Henry Ossawa Tanner
"My effort has been to not only put the Biblical incident in the original setting … but at the same time give the human touch 'which makes the whole world kin' and which ever remains the same." —Lynda Roscoe Hartigan, Sharing Traditions: Five Black Artists in Nineteenth-Century America (Washington D.C., published for National Museum of American Art by the Smithsonian Institution Press, 1985), 106.
The most distinguished African-American artist of the nineteenth century, Henry Ossawa Tanner was also the first artist of his race to achieve international acclaim. Tanner was born on June 21, 1859, in Pittsburgh, Pennsylvania, to Benjamin Tucker and Sarah Miller Tanner. Tanner's father was a college-educated teacher and minister who later became a bishop in the African Methodist Episcopalian Church. Sarah Tanner was a former slave whose mother had sent her north to Pittsburgh through the Underground Railroad. Tanner's family moved frequently during his early years when his father was assigned to various churches and schools. In 1864 Tanner's family settled in Philadelphia where his early artistic interests were developed. At age thirteen, Tanner decided to become an artist when he saw a painter at work during a walk in Fairmount Park near his home. Throughout his teens, Tanner painted and drew constantly in his spare time and tried to look at art as much as possible in Philadelphia art galleries. He also studied briefly with two of the city's minor painters.
Eager to discourage his son's interest in art, Bishop Tanner apprenticed him to a friend to learn the milling business. For Tanner, a frail young man whose health was never strong throughout his life, the work in the flour mill proved too strenuous and he became seriously ill. His parents encouraged his painting during his recuperation, and Tanner lived at home during the next few years except for several trips to the Adirondack Mountains and Florida for his health. In 1880, when Tanner was twenty-one, he enrolled in the prestigious Pennsylvania Academy of the Fine Arts. There he studied with a group of master professors including Thomas Eakins. It was Eakins who exerted the greatest influence on Tanner's early style. Tanner left the Pennsylvania Academy prior to graduating to pursue the idea of combining business with art. In 1888 he moved to Atlanta, Georgia, and established a modest photography gallery where he attempted to earn a semiartistic living by selling drawings, making photographs, and teaching art classes at Clark College. In spite of his combined efforts, Tanner's Atlanta venture barely profited enough to provide living expenses.

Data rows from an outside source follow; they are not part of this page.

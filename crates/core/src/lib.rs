//! Core of the punchclock attendance tracker.
//!
//! - `domain` - worker identity and per-worker records
//! - `ledger` - the clock-in/clock-out state machine and its persistence seam
//! - `ranking` - leaderboard ordering and line rendering
//! - `config` - layered configuration (defaults, file, env, overrides)
//! - `errors` - domain, application and interface error taxonomy

pub mod config;
pub mod domain;
pub mod errors;
pub mod ledger;
pub mod ranking;

pub use domain::worker::{WorkerId, WorkerRecord};
pub use errors::{ApplicationError, ClockError, InterfaceError};
pub use ledger::{
    AttendanceLedger, ClockIn, ClockOut, Ledger, LedgerDocument, LedgerStore, StoreError,
};
pub use ranking::{rank, render_lines, RankingEntry};
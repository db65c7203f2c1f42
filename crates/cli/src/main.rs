use std::process::ExitCode;

fn main() -> ExitCode {
    punchclock_cli::run()
}
use std::collections::HashMap;
use std::sync::Arc;

use punchclock_core::domain::worker::{WorkerId, WorkerRecord};
use punchclock_core::ranking::{rank, render_lines};
use tracing::{debug, info, warn};

use crate::blocks::ranking_message;
use crate::platform::{delete_own_recent_messages, ChatPlatform, PlatformError};

#[derive(Clone, Debug, PartialEq, Eq)]
pub enum PublishOutcome {
    Published { message_id: String, entries: usize, removed: usize },
    /// The output channel could not be used; nothing was sent.
    Skipped { channel_id: String },
}

/// Replaces the leaderboard message in the ranking channel.
pub struct RankingPublisher {
    platform: Arc<dyn ChatPlatform>,
    channel_id: String,
    history_limit: u32,
    unit_label: String,
}

impl RankingPublisher {
    pub fn new(
        platform: Arc<dyn ChatPlatform>,
        channel_id: impl Into<String>,
        history_limit: u32,
        unit_label: impl Into<String>,
    ) -> Self {
        Self {
            platform,
            channel_id: channel_id.into(),
            history_limit,
            unit_label: unit_label.into(),
        }
    }

    pub fn channel_id(&self) -> &str {
        &self.channel_id
    }

    /// Renders `snapshot` and swaps it in for the previous leaderboard.
    ///
    /// Not transactional: old messages are removed before the new one is
    /// sent, so a failed send leaves the channel without a leaderboard until
    /// the next publish.
    pub async fn publish(
        &self,
        snapshot: &[(WorkerId, WorkerRecord)],
    ) -> Result<PublishOutcome, PlatformError> {
        let entries = rank(snapshot);
        let names = self.display_names(snapshot).await;
        let lines = render_lines(&entries, &self.unit_label, |id| names.get(id).cloned());

        let removed = match delete_own_recent_messages(
            self.platform.as_ref(),
            &self.channel_id,
            self.history_limit,
        )
        .await
        {
            Ok(removed) => removed,
            Err(PlatformError::ChannelNotFound(_)) => return Ok(self.skipped()),
            Err(error) => return Err(error),
        };

        let message = ranking_message(&lines);
        let message_id = match self.platform.send_message(&self.channel_id, &message).await {
            Ok(message_id) => message_id,
            Err(PlatformError::ChannelNotFound(_)) => return Ok(self.skipped()),
            Err(error) => return Err(error),
        };

        info!(
            event_name = "ranking.published",
            channel_id = %self.channel_id,
            entries = entries.len(),
            removed,
            "ranking published"
        );
        Ok(PublishOutcome::Published { message_id, entries: entries.len(), removed })
    }

    async fn display_names(
        &self,
        snapshot: &[(WorkerId, WorkerRecord)],
    ) -> HashMap<WorkerId, String> {
        let mut names = HashMap::with_capacity(snapshot.len());
        for (worker_id, _) in snapshot {
            match self.platform.channel_display_name(worker_id.as_str()).await {
                Ok(Some(name)) => {
                    names.insert(worker_id.clone(), name);
                }
                Ok(None) => {}
                Err(error) => {
                    debug!(
                        event_name = "ranking.display_name_fallback",
                        worker_id = %worker_id,
                        error = %error,
                        "display name lookup failed; using fallback label"
                    );
                }
            }
        }
        names
    }

    fn skipped(&self) -> PublishOutcome {
        warn!(
            event_name = "ranking.channel_unavailable",
            channel_id = %self.channel_id,
            "ranking channel unavailable; skipping publish"
        );
        PublishOutcome::Skipped { channel_id: self.channel_id.clone() }
    }
}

In Atlanta, Tanner met Bishop and Mrs. Joseph Crane Hartzell, who became his primary white patrons over the next several years. In the summer of 1888 Tanner sold his small gallery and moved to Highlands, North Carolina, in the Blue Ridge Mountains where he hoped to study and earn a living by his photography. He also felt that the mountains would be good for his delicate health. While there, Tanner may have made many sketches and photographs of the region and its African-American residents, some of which were later used as subjects in his most important early paintings.
In the fall of 1888, Tanner returned to Atlanta and taught drawing for two years at Clark College. After discussing his ambitions to travel abroad with Bishop and Mrs. Hartzell, they arranged an exhibition of Tanner's works in Cincinnati in the fall of 1890. When no paintings were sold, the Hartzells bought the entire collection. This endowment allowed Tanner to sail for Rome in January 1891. After brief stays in Liverpool and London, Tanner arrived in Paris. He was so impressed by this center of art and artists that he abandoned his plans to study in Rome.

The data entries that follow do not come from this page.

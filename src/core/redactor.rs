//! Removal of sensitive keys from structured data
//!
//! Keys are matched case-insensitively as substrings against a fixed set of
//! terms, at every nesting depth, so `Authorization`, `X-Pin-Code` and
//! `user_password` are all dropped from the sanitized copy.

use super::error::{LoggerError, Result};
use regex::{Regex, RegexBuilder};
use serde_json::{Map, Value};
use std::sync::LazyLock;

/// Terms that mark a key as sensitive
pub const DEFAULT_SENSITIVE_TERMS: [&str; 4] = ["password", "authorization", "cookie", "pin"];

static GLOBAL: LazyLock<Redactor> = LazyLock::new(Redactor::new);

/// Strips sensitive keys from JSON objects
#[derive(Debug, Clone)]
pub struct Redactor {
    pattern: Regex,
}

impl Redactor {
    /// Create a redactor for [`DEFAULT_SENSITIVE_TERMS`]
    pub fn new() -> Self {
        let pattern = build_pattern(&DEFAULT_SENSITIVE_TERMS)
            .expect("default sensitive terms are valid literals");
        Self { pattern }
    }

    /// Process-wide redactor shared by the default serializers
    pub fn global() -> &'static Redactor {
        &GLOBAL
    }

    /// Create a redactor for a custom set of terms
    ///
    /// Terms are matched literally; regex metacharacters are escaped.
    pub fn with_terms<I, S>(terms: I) -> Result<Self>
    where
        I: IntoIterator<Item = S>,
        S: AsRef<str>,
    {
        let terms: Vec<String> = terms.into_iter().map(|t| t.as_ref().to_string()).collect();
        if terms.is_empty() {
            return Err(LoggerError::config("redactor", "at least one sensitive term is required"));
        }
        if terms.iter().any(|t| t.is_empty()) {
            return Err(LoggerError::config("redactor", "sensitive terms must not be empty"));
        }
        let pattern = build_pattern(&terms)
            .map_err(|e| LoggerError::config("redactor", e.to_string()))?;
        Ok(Self { pattern })
    }

    /// Whether a key would be removed
    pub fn is_sensitive(&self, key: &str) -> bool {
        self.pattern.is_match(key)
    }

    /// Return a copy of `value` with every sensitive key removed
    ///
    /// Objects nested in objects or arrays are visited at any depth; the
    /// walk uses a heap stack, so nesting depth is bounded only by memory.
    /// Scalars pass through unchanged.
    pub fn sanitize(&self, value: &Value) -> Value {
        let mut sanitized = value.clone();
        {
            let mut stack: Vec<&mut Value> = vec![&mut sanitized];

            while let Some(node) = stack.pop() {
                match node {
                    Value::Object(map) => {
                        map.retain(|key, _| !self.is_sensitive(key));
                        stack.extend(map.values_mut());
                    }
                    Value::Array(items) => {
                        stack.extend(items.iter_mut());
                    }
                    _ => {}
                }
            }
        }

        sanitized
    }

    /// Sanitize a top-level object
    pub fn sanitize_map(&self, map: &Map<String, Value>) -> Map<String, Value> {
        match self.sanitize(&Value::Object(map.clone())) {
            Value::Object(sanitized) => sanitized,
            _ => Map::new(),
        }
    }
}

impl Default for Redactor {
    fn default() -> Self {
        Self::new()
    }
}

fn build_pattern<S: AsRef<str>>(terms: &[S]) -> std::result::Result<Regex, regex::Error> {
    let alternation = terms
        .iter()
        .map(|t| regex::escape(t.as_ref()))
        .collect::<Vec<_>>()
        .join("|");
    RegexBuilder::new(&alternation).case_insensitive(true).build()
}
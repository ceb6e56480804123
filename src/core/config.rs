//! Logger configuration
//!
//! Keys accept both the Rust spellings and the camelCase/uppercase spellings
//! used by existing deployments (`outputWays`, `serviceName`, `LEVEL`, `MODE`).

use super::error::{LoggerError, Result};
use super::log_level::LogLevel;
use serde::{Deserialize, Serialize};
use std::collections::BTreeMap;
use std::path::PathBuf;

pub const DEFAULT_ENV: &str = "development";
pub const DEFAULT_SERVICE_NAME: &str = "localhost";
pub const DEFAULT_LOG_PATH: &str = "/home/ubuntu";
pub const DEFAULT_ROTATION_PERIOD: &str = "6h";
pub const DEFAULT_ROTATION_COUNT: usize = 10;

/// Destination family requested in `output_ways`
#[derive(Debug, Clone, Copy, PartialEq, Eq, Hash, PartialOrd, Ord, Serialize, Deserialize)]
pub enum OutputWay {
    #[serde(alias = "file", alias = "FILE")]
    File,
    #[serde(alias = "stdout", alias = "STDOUT")]
    Stdout,
}

/// Console rendering mode
#[derive(Debug, Clone, Copy, PartialEq, Eq, Default, Serialize, Deserialize)]
#[serde(rename_all = "lowercase")]
pub enum ConsoleMode {
    /// `HH:MM:SS.mmmZ LEVEL name: msg`
    #[default]
    Short,
    /// `[time] LEVEL: name/pid on hostname: msg`
    Long,
    /// `LEVEL: msg`
    Simple,
    /// Raw JSON record
    Json,
}

#[derive(Debug, Clone, PartialEq, Serialize, Deserialize)]
#[serde(default)]
pub struct RotationConfig {
    pub enabled: bool,
    /// Period string such as `6h`, `1d` or `daily`
    pub period: String,
    /// Number of rotated files to keep
    pub count: Option<usize>,
    /// Gzip rotated files
    pub compress: bool,
}

impl Default for RotationConfig {
    fn default() -> Self {
        Self {
            enabled: false,
            period: DEFAULT_ROTATION_PERIOD.to_string(),
            count: None,
            compress: false,
        }
    }
}

impl RotationConfig {
    pub fn retained(&self) -> usize {
        self.count.unwrap_or(DEFAULT_ROTATION_COUNT)
    }
}

#[derive(Debug, Clone, PartialEq, Serialize, Deserialize)]
#[serde(rename_all = "camelCase")]
pub struct LoggerConfig {
    /// Identifier used in file names and as the record `name`
    pub domain: String,

    #[serde(default = "default_env")]
    pub env: String,

    #[serde(default = "default_output_ways")]
    pub output_ways: Vec<OutputWay>,

    /// Written as the record `hostname`
    #[serde(default = "default_service_name")]
    pub service_name: String,

    #[serde(default, alias = "LEVEL")]
    pub level: LogLevel,

    #[serde(default, alias = "MODE")]
    pub mode: ConsoleMode,

    #[serde(default = "default_log_path", alias = "log_path")]
    pub log_path: PathBuf,

    #[serde(default)]
    pub rotation: RotationConfig,

    /// Stream name to match pattern
    #[serde(default)]
    pub matches: BTreeMap<String, String>,
}

fn default_env() -> String {
    DEFAULT_ENV.to_string()
}

fn default_output_ways() -> Vec<OutputWay> {
    vec![OutputWay::File, OutputWay::Stdout]
}

fn default_service_name() -> String {
    DEFAULT_SERVICE_NAME.to_string()
}

fn default_log_path() -> PathBuf {
    PathBuf::from(DEFAULT_LOG_PATH)
}

impl LoggerConfig {
    /// Configuration with every default except the required domain
    pub fn new(domain: impl Into<String>) -> Self {
        Self {
            domain: domain.into(),
            env: default_env(),
            output_ways: default_output_ways(),
            service_name: default_service_name(),
            level: LogLevel::default(),
            mode: ConsoleMode::default(),
            log_path: default_log_path(),
            rotation: RotationConfig::default(),
            matches: BTreeMap::new(),
        }
    }

    #[must_use = "builder methods return a new value"]
    pub fn with_env(mut self, env: impl Into<String>) -> Self {
        self.env = env.into();
        self
    }

    #[must_use = "builder methods return a new value"]
    pub fn with_output_ways<I: IntoIterator<Item = OutputWay>>(mut self, ways: I) -> Self {
        self.output_ways = ways.into_iter().collect();
        self
    }

    #[must_use = "builder methods return a new value"]
    pub fn with_service_name(mut self, service_name: impl Into<String>) -> Self {
        self.service_name = service_name.into();
        self
    }

    #[must_use = "builder methods return a new value"]
    pub fn with_level(mut self, level: LogLevel) -> Self {
        self.level = level;
        self
    }

    #[must_use = "builder methods return a new value"]
    pub fn with_mode(mut self, mode: ConsoleMode) -> Self {
        self.mode = mode;
        self
    }

    #[must_use = "builder methods return a new value"]
    pub fn with_log_path(mut self, path: impl Into<PathBuf>) -> Self {
        self.log_path = path.into();
        self
    }

    #[must_use = "builder methods return a new value"]
    pub fn with_rotation(mut self, rotation: RotationConfig) -> Self {
        self.rotation = rotation;
        self
    }

    /// Attach a match pattern to the stream called `stream`
    #[must_use = "builder methods return a new value"]
    pub fn with_match(mut self, stream: impl Into<String>, pattern: impl Into<String>) -> Self {
        self.matches.insert(stream.into(), pattern.into());
        self
    }

    /// Output ways in first-seen order without duplicates
    pub fn unique_output_ways(&self) -> Vec<OutputWay> {
        let mut ways = Vec::with_capacity(self.output_ways.len());
        for way in &self.output_ways {
            if !ways.contains(way) {
                ways.push(*way);
            }
        }
        ways
    }

    /// Check fields that do not depend on the filesystem
    pub fn validate(&self) -> Result<()> {
        if self.domain.trim().is_empty() {
            return Err(LoggerError::config("domain", "domain must not be empty"));
        }
        if self.env.trim().is_empty() {
            return Err(LoggerError::config("env", "env must not be empty"));
        }
        let invalid_char = |s: &str| s.contains(['/', '\\']);
        if invalid_char(&self.domain) || invalid_char(&self.env) {
            return Err(LoggerError::config(
                "domain",
                "domain and env are used in file names and must not contain path separators",
            ));
        }
        if self.output_ways.contains(&OutputWay::File) && self.log_path.as_os_str().is_empty() {
            return Err(LoggerError::config("log_path", "log path must not be empty"));
        }
        if self.rotation.enabled && self.rotation.count == Some(0) {
            return Err(LoggerError::config("rotation", "count must be at least 1"));
        }
        Ok(())
    }

    /// `{log_path}/{domain}_{env}.log`
    pub fn all_log_path(&self) -> PathBuf {
        self.log_path.join(format!("{}_{}.log", self.domain, self.env))
    }

    /// `{log_path}/{domain}_{env}.error.log`
    pub fn error_log_path(&self) -> PathBuf {
        self.log_path.join(format!("{}_{}.error.log", self.domain, self.env))
    }
}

In Paris, Tanner enrolled in the Académie Julian where the painters Jean Paul Laurens and Jean Joseph Benjamin-Constant were among his teachers. It was not long before he painted two of his most important works depicting African-American subjects, The Banjo Lesson of 1893 and The Thankful Poor of 1894. During the summers of 1892 and 1893, Tanner left Paris and lived in isolated rural areas in Brittany. His best-known paintings from that period are The Bagpipe Lesson of 1894 and The Young Sabot Maker of 1895. Both depict French peasants, and Tanner assimilated the inhabitants of his rural French environment into his works as he had done previously in the mountains of Highlands, North Carolina.
In 1895, Tanner painted Daniel in the Lion's Den, which won an honorable mention in the Paris Salon the same year. Two years later he completed Resurrection of Lazarus, which so impressed Rodman Wanamaker, a Philadelphia merchant in Paris, that he decided to finance the first of Tanner's several trips to the Holy Land. Before leaving, Tanner sent his Resurrection of Lazarus to the Paris Salon where it was awarded a third class medal and was purchased by the French government for exhibition at the Luxembourg Gallery and eventually entered the collection of the Louvre.

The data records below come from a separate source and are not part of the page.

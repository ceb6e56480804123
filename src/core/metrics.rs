//! Logger metrics for observability
//!
//! Counts log calls and what happened to each per-stream dispatch, so a
//! silently failing stream still shows up somewhere.

use std::sync::atomic::{AtomicU64, Ordering};

/// Metrics for logger observability
///
/// # Example
///
/// ```
/// use structured_logger::LoggerMetrics;
///
/// let metrics = LoggerMetrics::new();
///
/// metrics.record_call();
/// metrics.record_written();
/// metrics.record_failure();
///
/// assert_eq!(metrics.total_calls(), 1);
/// assert_eq!(metrics.failure_count(), 1);
/// assert_eq!(metrics.failure_rate(), 50.0);
/// ```
#[derive(Debug)]
pub struct LoggerMetrics {
    /// Number of log calls
    total_calls: AtomicU64,

    /// Entries persisted by a stream's sink
    written_count: AtomicU64,

    /// Entries a stream's sink rejected with an error or a panic
    failure_count: AtomicU64,

    /// Entries skipped because a stream's match predicate did not match
    filtered_count: AtomicU64,
}

impl LoggerMetrics {
    /// Create a new metrics instance with all counters at zero
    pub const fn new() -> Self {
        Self {
            total_calls: AtomicU64::new(0),
            written_count: AtomicU64::new(0),
            failure_count: AtomicU64::new(0),
            filtered_count: AtomicU64::new(0),
        }
    }

    #[inline]
    pub fn total_calls(&self) -> u64 {
        self.total_calls.load(Ordering::Relaxed)
    }

    #[inline]
    pub fn written_count(&self) -> u64 {
        self.written_count.load(Ordering::Relaxed)
    }

    #[inline]
    pub fn failure_count(&self) -> u64 {
        self.failure_count.load(Ordering::Relaxed)
    }

    #[inline]
    pub fn filtered_count(&self) -> u64 {
        self.filtered_count.load(Ordering::Relaxed)
    }

    #[inline]
    pub fn record_call(&self) {
        self.total_calls.fetch_add(1, Ordering::Relaxed);
    }

    #[inline]
    pub fn record_written(&self) {
        self.written_count.fetch_add(1, Ordering::Relaxed);
    }

    /// Record a failed write, returning the previous failure count
    #[inline]
    pub fn record_failure(&self) -> u64 {
        self.failure_count.fetch_add(1, Ordering::Relaxed)
    }

    #[inline]
    pub fn record_filtered(&self) {
        self.filtered_count.fetch_add(1, Ordering::Relaxed);
    }

    /// Percentage of attempted writes that failed
    pub fn failure_rate(&self) -> f64 {
        let failed = self.failure_count() as f64;
        let attempted = failed + self.written_count() as f64;
        if attempted == 0.0 {
            0.0
        } else {
            failed / attempted * 100.0
        }
    }

    /// Reset all counters to zero
    pub fn reset(&self) {
        self.total_calls.store(0, Ordering::Relaxed);
        self.written_count.store(0, Ordering::Relaxed);
        self.failure_count.store(0, Ordering::Relaxed);
        self.filtered_count.store(0, Ordering::Relaxed);
    }
}

impl Default for LoggerMetrics {
    fn default() -> Self {
        Self::new()
    }
}

#[cfg(test)]
mod tests {
    use super::*;

    #[test]
    fn test_counters() {
        let metrics = LoggerMetrics::new();
        metrics.record_call();
        metrics.record_written();
        metrics.record_written();
        metrics.record_filtered();

        assert_eq!(metrics.total_calls(), 1);
        assert_eq!(metrics.written_count(), 2);
        assert_eq!(metrics.filtered_count(), 1);
        assert_eq!(metrics.failure_count(), 0);
    }

    #[test]
    fn test_failure_rate() {
        let metrics = LoggerMetrics::new();
        assert_eq!(metrics.failure_rate(), 0.0);

        for _ in 0..90 {
            metrics.record_written();
        }
        for _ in 0..10 {
            metrics.record_failure();
        }

        let rate = metrics.failure_rate();
        assert!((9.9..=10.1).contains(&rate), "Failure rate was {}", rate);
    }

    #[test]
    fn test_reset() {
        let metrics = LoggerMetrics::new();
        metrics.record_call();
        metrics.record_failure();
        metrics.reset();

        assert_eq!(metrics.total_calls(), 0);
        assert_eq!(metrics.failure_count(), 0);
    }
}
//! Appender implementations

pub mod console;
pub mod file;
pub mod rotating_file;

pub use console::ConsoleAppender;
pub use file::FileAppender;
pub use rotating_file::{parse_period, RotatingFileAppender, RotationPolicy};

pub use crate::core::Appender;
//! Log level definitions

use serde::{Deserialize, Serialize};
use std::fmt;
use std::str::FromStr;

/// Severity of a log call, ordered from least to most severe.
///
/// A stream with threshold `T` persists an entry at level `L` when `L >= T`.
#[derive(Debug, Clone, Copy, PartialEq, Eq, PartialOrd, Ord, Hash, Default)]
pub enum LogLevel {
    Trace = 0,
    Debug = 1,
    #[default]
    Info = 2,
    Warn = 3,
    Error = 4,
    Fatal = 5,
}

impl LogLevel {
    pub const ALL: [LogLevel; 6] = [
        LogLevel::Trace,
        LogLevel::Debug,
        LogLevel::Info,
        LogLevel::Warn,
        LogLevel::Error,
        LogLevel::Fatal,
    ];

    pub fn to_str(&self) -> &'static str {
        match self {
            LogLevel::Trace => "TRACE",
            LogLevel::Debug => "DEBUG",
            LogLevel::Info => "INFO",
            LogLevel::Warn => "WARN",
            LogLevel::Error => "ERROR",
            LogLevel::Fatal => "FATAL",
        }
    }

    /// Numeric level written into JSON records (bunyan convention)
    pub fn code(&self) -> u8 {
        match self {
            LogLevel::Trace => 10,
            LogLevel::Debug => 20,
            LogLevel::Info => 30,
            LogLevel::Warn => 40,
            LogLevel::Error => 50,
            LogLevel::Fatal => 60,
        }
    }

    /// Whether an entry at `self` passes a stream whose minimum is `threshold`
    #[inline]
    pub fn passes(&self, threshold: LogLevel) -> bool {
        *self >= threshold
    }

    pub fn color_code(&self) -> colored::Color {
        use colored::Color::*;
        match self {
            LogLevel::Trace => BrightBlack,
            LogLevel::Debug => Blue,
            LogLevel::Info => Cyan,
            LogLevel::Warn => Magenta,
            LogLevel::Error => Red,
            LogLevel::Fatal => BrightRed,
        }
    }
}

impl fmt::Display for LogLevel {
    fn fmt(&self, f: &mut fmt::Formatter<'_>) -> fmt::Result {
        write!(f, "{}", self.to_str())
    }
}

impl FromStr for LogLevel {
    type Err = String;

    fn from_str(s: &str) -> Result<Self, Self::Err> {
        match s.trim().to_uppercase().as_str() {
            "TRACE" => Ok(LogLevel::Trace),
            "DEBUG" => Ok(LogLevel::Debug),
            "INFO" => Ok(LogLevel::Info),
            "WARN" | "WARNING" => Ok(LogLevel::Warn),
            "ERROR" => Ok(LogLevel::Error),
            "FATAL" => Ok(LogLevel::Fatal),
            _ => Err(format!("Invalid log level: '{}'", s)),
        }
    }
}

// Configuration carries levels as lowercase strings ("info", "warn").
impl Serialize for LogLevel {
    fn serialize<S: serde::Serializer>(&self, serializer: S) -> Result<S::Ok, S::Error> {
        serializer.serialize_str(&self.to_str().to_lowercase())
    }
}

impl<'de> Deserialize<'de> for LogLevel {
    fn deserialize<D: serde::Deserializer<'de>>(deserializer: D) -> Result<Self, D::Error> {
        let raw = String::deserialize(deserializer)?;
        raw.parse().map_err(serde::de::Error::custom)
    }
}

Spurred by his newly found acclaim, Tanner visited Philadelphia for several months in 1893. The visit, however, convinced him that he could not fight racial prejudice. Tanner returned to Paris and focused on painting religious subjects and landscapes. In 1899 Tanner married Jessie Olssen, a white opera singer from San Francisco, whom he had met in Paris. The couple's only child, Jesse Ossawa, was born in New York in 1903. Their marriage may have influenced Tanner's decision to settle permanently in France, where the family divided its time between Paris and a farm near Étaples in Normandy.
During the final decades of Tanner's career he enjoyed consistent acclaim. In 1900, his 1895 painting, Daniel in the Lion's Den, was awarded a silver medal at the Universal Exposition in Paris; the following year it received a silver medal at the Pan American exhibition in Buffalo.
In 1908 his first one-man exhibition of religious paintings in the United States was held at the American Art Galleries in New York. Two years later, Tanner was elected a member of the National Academy of Design. In 1923 he was made an honorary chevalier of the Order of the Legion of Honor, France's highest honor, and in 1927 he became a full academician of the National Academy of Design, the first African American to receive that honor. In his later years, Tanner was a symbol of hope and inspiration for African-American leaders and young black artists, many of whom visited him in Paris. On May 25, 1937, Tanner died at his home in Paris.
Regenia A. Perry Free within Ourselves: African-American Artists in the Collection of the National Museum of American Art (Washington, D.C.: National Museum of American Art in Association with Pomegranate Art Books, 1992)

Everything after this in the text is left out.